▸ **EXERCISE BRIEF**
How many lines of these entries include the string "carried"? State the number alone.

▸ **THE RECORDS**
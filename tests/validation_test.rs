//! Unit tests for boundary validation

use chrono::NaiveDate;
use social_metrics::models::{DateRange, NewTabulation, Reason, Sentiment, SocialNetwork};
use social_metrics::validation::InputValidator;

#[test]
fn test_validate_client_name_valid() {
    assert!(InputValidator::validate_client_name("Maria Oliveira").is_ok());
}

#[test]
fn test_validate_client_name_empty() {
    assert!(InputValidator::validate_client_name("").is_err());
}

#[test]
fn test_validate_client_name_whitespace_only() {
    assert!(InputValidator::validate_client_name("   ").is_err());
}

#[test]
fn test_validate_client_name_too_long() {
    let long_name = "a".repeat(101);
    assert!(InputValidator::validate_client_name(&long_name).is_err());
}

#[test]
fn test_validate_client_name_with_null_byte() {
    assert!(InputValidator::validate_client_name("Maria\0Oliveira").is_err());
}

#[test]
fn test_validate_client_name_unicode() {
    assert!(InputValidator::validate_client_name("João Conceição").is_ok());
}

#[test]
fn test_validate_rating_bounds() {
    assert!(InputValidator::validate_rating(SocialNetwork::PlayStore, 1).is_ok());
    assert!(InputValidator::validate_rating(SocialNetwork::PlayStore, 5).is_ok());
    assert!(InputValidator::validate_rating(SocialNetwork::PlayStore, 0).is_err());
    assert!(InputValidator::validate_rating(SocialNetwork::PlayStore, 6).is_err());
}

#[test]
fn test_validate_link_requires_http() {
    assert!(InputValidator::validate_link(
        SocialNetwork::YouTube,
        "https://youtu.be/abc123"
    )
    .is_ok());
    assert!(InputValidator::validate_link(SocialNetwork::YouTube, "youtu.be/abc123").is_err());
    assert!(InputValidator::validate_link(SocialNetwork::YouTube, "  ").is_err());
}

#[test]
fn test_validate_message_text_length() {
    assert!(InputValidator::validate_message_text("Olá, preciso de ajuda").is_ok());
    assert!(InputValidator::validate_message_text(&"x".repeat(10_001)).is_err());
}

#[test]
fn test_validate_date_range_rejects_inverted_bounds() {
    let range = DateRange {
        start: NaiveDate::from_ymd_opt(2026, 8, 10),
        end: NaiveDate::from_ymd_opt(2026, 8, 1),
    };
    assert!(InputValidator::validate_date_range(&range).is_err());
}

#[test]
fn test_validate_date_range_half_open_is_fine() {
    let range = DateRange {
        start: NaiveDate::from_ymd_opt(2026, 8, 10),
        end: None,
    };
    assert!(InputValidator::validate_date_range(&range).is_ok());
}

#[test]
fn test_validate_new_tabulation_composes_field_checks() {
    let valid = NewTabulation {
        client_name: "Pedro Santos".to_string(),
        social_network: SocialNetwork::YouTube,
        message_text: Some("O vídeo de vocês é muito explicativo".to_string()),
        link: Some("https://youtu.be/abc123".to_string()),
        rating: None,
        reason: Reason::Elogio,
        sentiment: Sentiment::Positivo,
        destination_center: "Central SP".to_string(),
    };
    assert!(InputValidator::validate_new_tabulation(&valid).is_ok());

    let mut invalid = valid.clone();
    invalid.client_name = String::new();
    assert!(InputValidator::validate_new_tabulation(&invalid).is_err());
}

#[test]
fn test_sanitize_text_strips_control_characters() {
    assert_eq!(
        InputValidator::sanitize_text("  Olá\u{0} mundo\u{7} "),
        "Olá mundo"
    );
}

...

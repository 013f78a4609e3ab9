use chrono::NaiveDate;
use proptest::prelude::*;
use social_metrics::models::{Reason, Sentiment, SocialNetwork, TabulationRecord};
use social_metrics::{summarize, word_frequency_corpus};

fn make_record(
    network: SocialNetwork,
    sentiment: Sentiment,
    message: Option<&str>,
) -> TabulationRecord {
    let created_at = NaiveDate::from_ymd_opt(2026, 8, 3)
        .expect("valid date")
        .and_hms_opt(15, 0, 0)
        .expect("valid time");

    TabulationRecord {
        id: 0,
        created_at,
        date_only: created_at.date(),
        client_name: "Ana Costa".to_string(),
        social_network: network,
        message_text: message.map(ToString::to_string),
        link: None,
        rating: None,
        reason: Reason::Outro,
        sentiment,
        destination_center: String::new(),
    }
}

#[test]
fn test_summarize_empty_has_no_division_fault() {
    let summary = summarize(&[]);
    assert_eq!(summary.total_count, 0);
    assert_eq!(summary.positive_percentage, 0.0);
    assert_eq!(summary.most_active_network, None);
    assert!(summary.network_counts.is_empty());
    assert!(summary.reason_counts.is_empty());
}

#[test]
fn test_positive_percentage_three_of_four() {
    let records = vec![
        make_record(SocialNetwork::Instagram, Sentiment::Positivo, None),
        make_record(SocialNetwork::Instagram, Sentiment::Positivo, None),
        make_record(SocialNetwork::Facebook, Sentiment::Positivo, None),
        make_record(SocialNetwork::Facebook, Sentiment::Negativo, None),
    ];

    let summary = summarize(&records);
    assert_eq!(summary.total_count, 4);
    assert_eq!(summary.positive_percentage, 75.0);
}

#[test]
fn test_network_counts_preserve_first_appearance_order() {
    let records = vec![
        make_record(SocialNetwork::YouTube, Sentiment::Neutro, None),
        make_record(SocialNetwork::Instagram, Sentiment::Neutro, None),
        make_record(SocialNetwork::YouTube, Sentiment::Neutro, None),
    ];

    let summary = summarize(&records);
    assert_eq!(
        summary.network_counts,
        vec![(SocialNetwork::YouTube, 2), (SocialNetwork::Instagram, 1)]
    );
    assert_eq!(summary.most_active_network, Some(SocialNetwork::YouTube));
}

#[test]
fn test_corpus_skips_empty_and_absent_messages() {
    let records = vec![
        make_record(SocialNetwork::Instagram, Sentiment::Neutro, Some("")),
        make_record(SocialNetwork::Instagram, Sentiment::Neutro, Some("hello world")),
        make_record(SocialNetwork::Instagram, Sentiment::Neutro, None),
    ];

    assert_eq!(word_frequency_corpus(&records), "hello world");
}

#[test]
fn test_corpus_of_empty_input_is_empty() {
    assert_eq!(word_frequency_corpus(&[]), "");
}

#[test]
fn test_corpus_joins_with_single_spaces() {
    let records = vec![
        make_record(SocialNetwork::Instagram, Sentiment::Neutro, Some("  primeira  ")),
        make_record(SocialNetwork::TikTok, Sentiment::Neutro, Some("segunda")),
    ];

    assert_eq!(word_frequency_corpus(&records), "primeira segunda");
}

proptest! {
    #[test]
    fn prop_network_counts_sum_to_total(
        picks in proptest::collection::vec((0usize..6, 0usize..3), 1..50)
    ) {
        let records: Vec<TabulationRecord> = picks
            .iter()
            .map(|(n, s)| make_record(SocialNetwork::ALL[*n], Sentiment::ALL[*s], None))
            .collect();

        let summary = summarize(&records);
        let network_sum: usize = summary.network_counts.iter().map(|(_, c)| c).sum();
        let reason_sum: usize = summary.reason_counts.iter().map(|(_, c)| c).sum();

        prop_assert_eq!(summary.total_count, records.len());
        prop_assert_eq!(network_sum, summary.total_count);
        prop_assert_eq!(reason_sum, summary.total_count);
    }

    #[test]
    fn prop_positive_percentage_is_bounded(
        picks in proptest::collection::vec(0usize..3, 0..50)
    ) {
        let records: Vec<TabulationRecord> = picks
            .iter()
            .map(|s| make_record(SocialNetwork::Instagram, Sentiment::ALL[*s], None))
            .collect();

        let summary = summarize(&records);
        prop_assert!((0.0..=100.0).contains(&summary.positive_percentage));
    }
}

--

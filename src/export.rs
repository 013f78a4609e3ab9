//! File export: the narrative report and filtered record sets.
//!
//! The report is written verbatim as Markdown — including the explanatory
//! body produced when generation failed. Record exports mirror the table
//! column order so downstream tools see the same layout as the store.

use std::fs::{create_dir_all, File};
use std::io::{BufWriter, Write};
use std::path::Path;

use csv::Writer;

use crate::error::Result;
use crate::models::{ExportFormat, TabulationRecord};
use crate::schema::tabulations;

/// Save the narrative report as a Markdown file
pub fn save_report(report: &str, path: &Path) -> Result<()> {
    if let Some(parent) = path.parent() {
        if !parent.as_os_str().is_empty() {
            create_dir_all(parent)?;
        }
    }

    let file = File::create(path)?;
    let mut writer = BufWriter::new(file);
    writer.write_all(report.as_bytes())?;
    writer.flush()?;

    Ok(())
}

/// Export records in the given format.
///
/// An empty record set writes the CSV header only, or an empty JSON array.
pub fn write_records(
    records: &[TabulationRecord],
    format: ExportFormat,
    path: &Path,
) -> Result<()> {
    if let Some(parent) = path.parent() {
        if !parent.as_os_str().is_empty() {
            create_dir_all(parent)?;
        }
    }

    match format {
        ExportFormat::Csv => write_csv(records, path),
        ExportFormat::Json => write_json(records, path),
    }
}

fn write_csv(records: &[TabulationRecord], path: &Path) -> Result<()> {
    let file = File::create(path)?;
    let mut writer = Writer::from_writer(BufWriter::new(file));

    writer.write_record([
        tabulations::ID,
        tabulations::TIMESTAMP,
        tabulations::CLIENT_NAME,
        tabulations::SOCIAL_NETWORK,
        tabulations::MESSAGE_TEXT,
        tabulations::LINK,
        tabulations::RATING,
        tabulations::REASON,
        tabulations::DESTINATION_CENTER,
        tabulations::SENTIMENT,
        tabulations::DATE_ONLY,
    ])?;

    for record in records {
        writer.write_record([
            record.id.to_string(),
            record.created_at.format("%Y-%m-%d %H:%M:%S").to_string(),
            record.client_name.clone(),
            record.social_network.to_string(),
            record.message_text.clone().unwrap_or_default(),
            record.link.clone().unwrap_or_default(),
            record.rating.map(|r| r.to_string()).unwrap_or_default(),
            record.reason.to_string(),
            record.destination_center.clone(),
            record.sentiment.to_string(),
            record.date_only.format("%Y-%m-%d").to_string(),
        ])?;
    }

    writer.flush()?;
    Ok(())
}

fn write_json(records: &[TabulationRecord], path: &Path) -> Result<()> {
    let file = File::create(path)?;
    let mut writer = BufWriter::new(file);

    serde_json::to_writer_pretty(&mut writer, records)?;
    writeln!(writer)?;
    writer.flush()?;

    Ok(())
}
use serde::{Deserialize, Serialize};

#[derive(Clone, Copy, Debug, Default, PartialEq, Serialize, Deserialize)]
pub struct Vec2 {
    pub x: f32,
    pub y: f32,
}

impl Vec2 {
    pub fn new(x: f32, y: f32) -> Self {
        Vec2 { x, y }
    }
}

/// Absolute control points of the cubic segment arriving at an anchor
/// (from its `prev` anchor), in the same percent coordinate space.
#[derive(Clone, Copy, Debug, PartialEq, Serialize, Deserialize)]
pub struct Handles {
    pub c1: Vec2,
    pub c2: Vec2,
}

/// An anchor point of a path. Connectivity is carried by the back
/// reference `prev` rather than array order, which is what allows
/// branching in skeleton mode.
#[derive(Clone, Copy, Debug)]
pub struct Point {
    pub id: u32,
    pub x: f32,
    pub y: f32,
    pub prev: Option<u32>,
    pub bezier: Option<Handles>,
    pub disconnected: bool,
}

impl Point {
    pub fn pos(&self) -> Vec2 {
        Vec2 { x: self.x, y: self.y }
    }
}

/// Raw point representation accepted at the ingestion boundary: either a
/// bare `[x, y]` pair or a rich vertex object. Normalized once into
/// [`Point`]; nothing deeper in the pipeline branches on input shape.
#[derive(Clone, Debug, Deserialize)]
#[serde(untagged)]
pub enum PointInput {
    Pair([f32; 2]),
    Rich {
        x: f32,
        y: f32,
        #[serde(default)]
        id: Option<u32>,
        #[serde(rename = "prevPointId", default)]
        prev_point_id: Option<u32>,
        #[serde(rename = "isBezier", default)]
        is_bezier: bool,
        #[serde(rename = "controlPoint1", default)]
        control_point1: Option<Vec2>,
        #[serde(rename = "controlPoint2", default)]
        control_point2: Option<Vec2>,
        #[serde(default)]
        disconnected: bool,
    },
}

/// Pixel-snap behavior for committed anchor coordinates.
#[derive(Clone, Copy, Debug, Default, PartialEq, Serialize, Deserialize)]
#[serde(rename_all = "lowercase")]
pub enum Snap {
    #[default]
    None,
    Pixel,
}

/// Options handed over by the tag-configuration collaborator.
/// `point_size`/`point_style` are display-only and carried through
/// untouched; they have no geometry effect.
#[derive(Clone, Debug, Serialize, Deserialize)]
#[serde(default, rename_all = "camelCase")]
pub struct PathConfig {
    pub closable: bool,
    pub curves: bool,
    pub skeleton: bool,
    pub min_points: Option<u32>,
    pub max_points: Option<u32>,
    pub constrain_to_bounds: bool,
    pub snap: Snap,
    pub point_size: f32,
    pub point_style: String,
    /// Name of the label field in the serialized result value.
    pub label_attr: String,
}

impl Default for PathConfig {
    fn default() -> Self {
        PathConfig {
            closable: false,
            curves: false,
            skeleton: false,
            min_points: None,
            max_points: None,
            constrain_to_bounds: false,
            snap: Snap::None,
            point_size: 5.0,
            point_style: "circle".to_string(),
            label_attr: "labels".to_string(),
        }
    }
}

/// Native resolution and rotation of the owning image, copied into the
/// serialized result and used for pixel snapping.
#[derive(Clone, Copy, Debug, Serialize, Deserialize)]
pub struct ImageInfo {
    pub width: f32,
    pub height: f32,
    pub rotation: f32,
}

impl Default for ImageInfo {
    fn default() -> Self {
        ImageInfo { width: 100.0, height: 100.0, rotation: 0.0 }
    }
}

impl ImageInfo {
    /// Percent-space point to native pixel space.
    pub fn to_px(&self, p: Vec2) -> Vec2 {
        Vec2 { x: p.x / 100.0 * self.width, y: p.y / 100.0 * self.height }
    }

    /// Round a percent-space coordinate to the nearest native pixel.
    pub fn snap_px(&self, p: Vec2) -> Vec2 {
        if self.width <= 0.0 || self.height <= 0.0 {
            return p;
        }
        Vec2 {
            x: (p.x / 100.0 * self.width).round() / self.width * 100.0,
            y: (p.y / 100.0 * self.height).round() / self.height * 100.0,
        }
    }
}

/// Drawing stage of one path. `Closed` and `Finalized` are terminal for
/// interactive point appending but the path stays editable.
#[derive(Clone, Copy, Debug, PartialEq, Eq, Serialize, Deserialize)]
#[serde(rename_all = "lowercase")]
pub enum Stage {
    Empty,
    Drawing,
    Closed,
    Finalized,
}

▸ **EXERCISE RESPONSE**
2